● Data for analysis:

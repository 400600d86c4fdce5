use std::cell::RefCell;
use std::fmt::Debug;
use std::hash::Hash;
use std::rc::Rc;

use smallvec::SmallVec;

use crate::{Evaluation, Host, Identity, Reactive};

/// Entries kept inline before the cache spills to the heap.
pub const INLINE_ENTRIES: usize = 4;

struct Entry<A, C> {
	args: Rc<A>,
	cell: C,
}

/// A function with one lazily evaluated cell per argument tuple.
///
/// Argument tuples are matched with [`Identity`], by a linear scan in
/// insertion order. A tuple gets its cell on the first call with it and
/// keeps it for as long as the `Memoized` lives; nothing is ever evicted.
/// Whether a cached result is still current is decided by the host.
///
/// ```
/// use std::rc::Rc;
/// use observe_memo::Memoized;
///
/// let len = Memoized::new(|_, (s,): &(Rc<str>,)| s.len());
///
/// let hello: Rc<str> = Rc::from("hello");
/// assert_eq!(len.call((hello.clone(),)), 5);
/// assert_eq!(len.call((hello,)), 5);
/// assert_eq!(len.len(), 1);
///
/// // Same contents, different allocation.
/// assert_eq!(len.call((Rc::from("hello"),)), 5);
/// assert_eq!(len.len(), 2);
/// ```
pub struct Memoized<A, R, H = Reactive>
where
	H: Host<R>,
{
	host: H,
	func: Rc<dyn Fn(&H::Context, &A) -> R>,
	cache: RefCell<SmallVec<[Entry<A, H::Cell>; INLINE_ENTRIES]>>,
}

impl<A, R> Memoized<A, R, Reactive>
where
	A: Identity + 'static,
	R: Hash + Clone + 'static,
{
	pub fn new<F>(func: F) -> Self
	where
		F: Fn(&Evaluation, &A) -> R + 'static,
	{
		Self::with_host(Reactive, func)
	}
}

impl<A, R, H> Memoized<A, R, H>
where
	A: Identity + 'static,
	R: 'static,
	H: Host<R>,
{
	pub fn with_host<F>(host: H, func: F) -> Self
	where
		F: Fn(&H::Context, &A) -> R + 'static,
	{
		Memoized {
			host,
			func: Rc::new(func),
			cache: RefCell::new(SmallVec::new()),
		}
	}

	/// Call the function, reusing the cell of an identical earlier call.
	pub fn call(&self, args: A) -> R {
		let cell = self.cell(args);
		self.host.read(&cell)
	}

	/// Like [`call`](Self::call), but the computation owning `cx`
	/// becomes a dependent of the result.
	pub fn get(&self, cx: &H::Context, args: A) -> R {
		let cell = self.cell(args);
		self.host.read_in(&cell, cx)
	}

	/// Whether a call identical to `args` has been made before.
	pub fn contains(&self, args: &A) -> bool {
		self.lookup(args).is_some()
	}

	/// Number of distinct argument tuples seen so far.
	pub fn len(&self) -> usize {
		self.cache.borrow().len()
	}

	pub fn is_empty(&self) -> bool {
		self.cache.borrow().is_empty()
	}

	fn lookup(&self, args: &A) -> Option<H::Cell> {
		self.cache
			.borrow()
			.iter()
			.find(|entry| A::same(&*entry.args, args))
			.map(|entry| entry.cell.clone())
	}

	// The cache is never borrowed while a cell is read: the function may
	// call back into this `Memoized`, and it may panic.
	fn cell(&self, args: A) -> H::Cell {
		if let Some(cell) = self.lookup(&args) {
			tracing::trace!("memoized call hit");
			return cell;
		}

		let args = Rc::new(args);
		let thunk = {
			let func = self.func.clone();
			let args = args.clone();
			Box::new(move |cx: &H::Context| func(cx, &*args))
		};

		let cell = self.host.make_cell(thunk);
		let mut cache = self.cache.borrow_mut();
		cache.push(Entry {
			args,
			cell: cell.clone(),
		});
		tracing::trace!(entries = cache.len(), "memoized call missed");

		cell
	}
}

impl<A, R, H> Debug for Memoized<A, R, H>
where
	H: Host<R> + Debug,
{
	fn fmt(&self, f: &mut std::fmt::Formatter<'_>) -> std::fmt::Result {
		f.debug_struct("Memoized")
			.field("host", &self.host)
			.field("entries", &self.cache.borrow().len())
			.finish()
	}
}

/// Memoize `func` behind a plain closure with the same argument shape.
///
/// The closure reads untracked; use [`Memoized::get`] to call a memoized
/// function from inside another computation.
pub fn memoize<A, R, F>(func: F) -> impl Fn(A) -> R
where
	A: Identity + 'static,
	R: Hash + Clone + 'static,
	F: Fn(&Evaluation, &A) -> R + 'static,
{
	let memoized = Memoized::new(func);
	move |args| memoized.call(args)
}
* * *
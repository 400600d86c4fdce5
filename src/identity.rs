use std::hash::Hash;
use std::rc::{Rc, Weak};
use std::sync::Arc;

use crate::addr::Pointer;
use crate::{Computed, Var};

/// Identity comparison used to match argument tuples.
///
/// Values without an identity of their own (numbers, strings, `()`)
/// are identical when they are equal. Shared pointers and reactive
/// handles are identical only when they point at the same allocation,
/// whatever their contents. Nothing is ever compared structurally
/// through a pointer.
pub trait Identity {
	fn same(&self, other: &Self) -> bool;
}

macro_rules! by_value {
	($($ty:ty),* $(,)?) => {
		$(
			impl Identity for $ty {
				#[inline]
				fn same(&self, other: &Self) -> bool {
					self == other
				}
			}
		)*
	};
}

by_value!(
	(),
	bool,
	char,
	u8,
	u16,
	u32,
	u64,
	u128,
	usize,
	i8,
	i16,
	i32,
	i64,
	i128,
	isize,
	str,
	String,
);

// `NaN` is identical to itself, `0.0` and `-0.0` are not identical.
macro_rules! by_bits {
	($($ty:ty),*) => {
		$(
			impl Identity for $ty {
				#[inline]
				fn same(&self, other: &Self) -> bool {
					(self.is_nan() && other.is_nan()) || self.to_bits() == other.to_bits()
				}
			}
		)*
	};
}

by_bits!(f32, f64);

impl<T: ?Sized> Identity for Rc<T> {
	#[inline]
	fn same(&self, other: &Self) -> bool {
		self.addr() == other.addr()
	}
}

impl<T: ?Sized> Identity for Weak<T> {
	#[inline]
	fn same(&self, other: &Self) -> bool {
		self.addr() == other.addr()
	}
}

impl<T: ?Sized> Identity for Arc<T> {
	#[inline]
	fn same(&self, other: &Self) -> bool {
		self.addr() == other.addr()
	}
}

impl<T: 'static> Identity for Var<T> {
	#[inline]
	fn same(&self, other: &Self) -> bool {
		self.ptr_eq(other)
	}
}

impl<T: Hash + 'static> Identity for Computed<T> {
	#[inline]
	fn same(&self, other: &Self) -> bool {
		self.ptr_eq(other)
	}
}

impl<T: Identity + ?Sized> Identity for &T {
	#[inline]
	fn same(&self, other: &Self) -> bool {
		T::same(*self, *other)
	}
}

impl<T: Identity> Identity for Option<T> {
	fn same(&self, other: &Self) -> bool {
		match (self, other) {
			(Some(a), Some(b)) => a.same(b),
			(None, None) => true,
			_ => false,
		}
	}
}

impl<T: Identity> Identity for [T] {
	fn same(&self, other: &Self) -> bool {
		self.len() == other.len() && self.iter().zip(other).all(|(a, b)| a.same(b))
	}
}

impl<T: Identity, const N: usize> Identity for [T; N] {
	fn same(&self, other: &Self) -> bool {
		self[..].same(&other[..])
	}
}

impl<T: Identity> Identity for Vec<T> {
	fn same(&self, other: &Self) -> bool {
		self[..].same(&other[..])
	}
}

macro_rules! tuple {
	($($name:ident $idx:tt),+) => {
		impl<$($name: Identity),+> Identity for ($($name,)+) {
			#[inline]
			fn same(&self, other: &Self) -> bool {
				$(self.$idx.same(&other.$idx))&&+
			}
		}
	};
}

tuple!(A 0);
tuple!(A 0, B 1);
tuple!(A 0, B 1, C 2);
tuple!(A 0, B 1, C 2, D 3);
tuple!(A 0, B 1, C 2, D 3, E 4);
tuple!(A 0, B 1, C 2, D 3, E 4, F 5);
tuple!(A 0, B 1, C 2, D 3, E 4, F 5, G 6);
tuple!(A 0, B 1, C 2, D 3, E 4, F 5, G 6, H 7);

● What this task involves: Every line of the listing that includes the word "Sized" forms the answer.

● Answer section:
impl<T: ?Sized> Identity for Rc<T> {
impl<T: ?Sized> Identity for Weak<T> {
impl<T: ?Sized> Identity for Arc<T> {
impl<T: Identity + ?Sized> Identity for &T {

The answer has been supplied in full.